Reset is a proud winner of the 2021 Shaughnessy Cohen Prize for Political Writing. The Polish version of Reset was published by Wielka Litera in 2023.


Black Code: Inside the Battle for Cyberspace (2013) and Black Code: Surveillance, Privacy, and the Dark Side of the Internet (2013)
As cyberspace develops in unprecedented ways, powerful agents are scrambling for control. Predatory cyber criminal gangs such as Koobface have made social media their stalking ground; governments and corporations are in collusion and are setting the rules of the road behind closed doors. Drawing on the first-hand experiences of the Citizen Lab and its global network of frontline researchers who have spent more than a decade cracking cyber espionage rings and uncovering attacks on citizens and NGOs worldwide, Black Code takes readers on a fascinating journey into the battle for cyberspace, and it is a wakeup call to citizens who have come to take the Internet for granted.
Black Code: Surveillance, Privacy, and the Dark Side of the Internet is the expanded version of Black Code: Inside the Battle for Cyberspace, and it includes a new preface.
Access Contested: Security, Identity, and Resistance in Asian Cyberspace (2011)
Access Contested explores the cyberspace battle happening in Asia on a daily basis. Citizens in countries like China, India and Singapore experience national struggles against Internet controls. The different countries explored offer a diverse perspective about national security, social and ethnic identity and resistance in Asian cyberspace.


Access Controlled: The Shaping of Power, Rights, and Rule in Cyberspace (2010)
Internet controls are increasing in scale, scope and sophistication around the world. The first generation of internet controls—firewalls—have paved a way for newer controls including targeted viruses, DDoS attacks, surveillance, take-down notices, usage policies and national information shaping strategies. Access Controlled analyzes these new controls in Eastern and Western Europe.
Access Denied: The Practice and Policy of Global Internet Filtering (2008)
A study of Internet blocking and filtering around the world: analyses by leading researchers and survey results that document filtering practices in dozens of countries.
Many countries around the world block or filter Internet content, denying access to information that they deem too sensitive for ordinary citizens—most often about politics, but sometimes relating to sexuality, culture, or religion. Access Denied documents and analyzes Internet filtering practices in more than three dozen countries, offering the first rigorously conducted study of an accelerating trend.

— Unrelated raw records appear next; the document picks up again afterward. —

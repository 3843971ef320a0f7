mod adhoc;
mod block_not_found;
mod invalid_response;
mod permission;
mod remote;
mod schema;
mod validation;

use adhoc::AdhocError;
use block_not_found::BlockNotFoundError;
use invalid_response::InvalidResponseError;
use permission::PermissionError;
use remote::RemoteError;
use schema::SchemaError;
use std::sync::Arc;
use validation::ValidationError;

/// An error that can occur while probing, provisioning, or editing blocks.
#[derive(Clone)]
pub struct Error {
    inner: Option<Arc<ErrorInner>>,
}

#[derive(Debug)]
struct ErrorInner {
    kind: ErrorKind,
    cause: Option<Error>,
}

impl Error {
    /// Adds context to this error.
    ///
    /// Context is displayed in reverse order: the most recently added context is shown first,
    /// followed by earlier context, ending with the root cause.
    #[inline(always)]
    pub fn context(self, consequent: impl IntoError) -> Error {
        self.context_impl(consequent.into_error())
    }

    #[inline(never)]
    #[cold]
    fn context_impl(self, consequent: Error) -> Error {
        let mut err = consequent;
        if err.inner.is_none() {
            err = Error::from(ErrorKind::Unknown);
        }
        let inner = err.inner.as_mut().unwrap();
        assert!(
            inner.cause.is_none(),
            "consequent error must not already have a cause"
        );
        Arc::get_mut(inner).unwrap().cause = Some(self);
        err
    }

    fn chain(&self) -> impl Iterator<Item = &Error> {
        let mut err = self;
        core::iter::once(err).chain(core::iter::from_fn(move || {
            err = err.inner.as_ref().and_then(|inner| inner.cause.as_ref())?;
            Some(err)
        }))
    }

    fn kind(&self) -> &ErrorKind {
        self.inner
            .as_ref()
            .map(|inner| &inner.kind)
            .unwrap_or(&ErrorKind::Unknown)
    }

    /// Finds the first error in the chain that is not ad-hoc context.
    fn root_kind(&self) -> &ErrorKind {
        self.chain()
            .map(Error::kind)
            .find(|kind| !matches!(kind, ErrorKind::Adhoc(_) | ErrorKind::Unknown))
            .unwrap_or_else(|| self.kind())
    }

    /// The collection the error refers to, if any.
    pub fn collection(&self) -> Option<&str> {
        self.chain().find_map(|err| match err.kind() {
            ErrorKind::Schema(err) => Some(&*err.collection),
            ErrorKind::Validation(err) => err.collection.as_deref(),
            ErrorKind::Permission(err) => Some(&*err.collection),
            ErrorKind::Remote(err) => err.collection.as_deref(),
            _ => None,
        })
    }

    /// The field the error refers to, if any.
    pub fn field(&self) -> Option<&str> {
        self.chain().find_map(|err| match err.kind() {
            ErrorKind::Schema(err) => err.field.as_deref(),
            ErrorKind::Validation(err) => err.field.as_deref(),
            _ => None,
        })
    }

    /// The HTTP status of a remote failure. `None` for connectivity failures
    /// and for every other error kind.
    pub fn status(&self) -> Option<u16> {
        self.chain().find_map(|err| match err.kind() {
            ErrorKind::Remote(err) => err.status,
            _ => None,
        })
    }

    /// Returns `true` if the failed call may succeed when issued again:
    /// connectivity failures and server-side (5xx) failures.
    pub fn is_retryable(&self) -> bool {
        match self.root_kind() {
            ErrorKind::Remote(err) => err.status.map_or(true, |status| status >= 500),
            _ => false,
        }
    }
}

impl std::error::Error for Error {
    fn source(&self) -> Option<&(dyn std::error::Error + 'static)> {
        match self.kind() {
            ErrorKind::Anyhow(err) => Some(err.as_ref()),
            _ => None,
        }
    }
}

impl core::fmt::Display for Error {
    fn fmt(&self, f: &mut core::fmt::Formatter) -> core::fmt::Result {
        let mut it = self.chain().peekable();
        while let Some(err) = it.next() {
            core::fmt::Display::fmt(err.kind(), f)?;
            if it.peek().is_some() {
                f.write_str(": ")?;
            }
        }
        Ok(())
    }
}

impl core::fmt::Debug for Error {
    fn fmt(&self, f: &mut core::fmt::Formatter) -> core::fmt::Result {
        if !f.alternate() {
            core::fmt::Display::fmt(self, f)
        } else {
            let Some(ref inner) = self.inner else {
                return f.debug_struct("Error").field("kind", &"None").finish();
            };
            f.debug_struct("Error")
                .field("kind", &inner.kind)
                .field("cause", &inner.cause)
                .finish()
        }
    }
}

#[derive(Debug)]
enum ErrorKind {
    Anyhow(anyhow::Error),
    Adhoc(AdhocError),
    Schema(SchemaError),
    Validation(ValidationError),
    Permission(PermissionError),
    Remote(RemoteError),
    BlockNotFound(BlockNotFoundError),
    InvalidResponse(InvalidResponseError),
    Unknown,
}

impl core::fmt::Display for ErrorKind {
    fn fmt(&self, f: &mut core::fmt::Formatter) -> core::fmt::Result {
        use self::ErrorKind::*;

        match self {
            Anyhow(err) => core::fmt::Display::fmt(err, f),
            Adhoc(err) => core::fmt::Display::fmt(err, f),
            Schema(err) => core::fmt::Display::fmt(err, f),
            Validation(err) => core::fmt::Display::fmt(err, f),
            Permission(err) => core::fmt::Display::fmt(err, f),
            Remote(err) => core::fmt::Display::fmt(err, f),
            BlockNotFound(err) => core::fmt::Display::fmt(err, f),
            InvalidResponse(err) => core::fmt::Display::fmt(err, f),
            Unknown => f.write_str("unknown layout blocks error"),
        }
    }
}

impl From<ErrorKind> for Error {
    fn from(kind: ErrorKind) -> Error {
        Error {
            inner: Some(Arc::new(ErrorInner { kind, cause: None })),
        }
    }
}

impl From<anyhow::Error> for Error {
    fn from(err: anyhow::Error) -> Error {
        Error::from(ErrorKind::Anyhow(err))
    }
}

impl From<serde_json::Error> for Error {
    fn from(err: serde_json::Error) -> Error {
        Error::invalid_response(err.to_string())
    }
}

/// Trait for types that can be converted into an Error.
pub trait IntoError {
    /// Converts this type into an Error.
    fn into_error(self) -> Error;
}

impl IntoError for Error {
    #[inline(always)]
    fn into_error(self) -> Error {
        self
    }
}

Parchment, Printing, and Hypermedia: Communication and World Order Transformation (1997)
Interweaving media theory and historical analysis, this book explores the effect new digital-telecommunication technologies, which Deibert calls hypermedia, will have on the distribution of political power in the next century. Deibert tracks the transformation of Europe from the medieval to the modern and then turns to the hypermedia age, where new digital technologies such as the Internet, encryption, and high-resolution satellite imaging favor nonterritorial institutions and communities, shifting political authority and policymaking from individual nations to transnational corporations, global financial markets, and nongovernmental organizations and activists.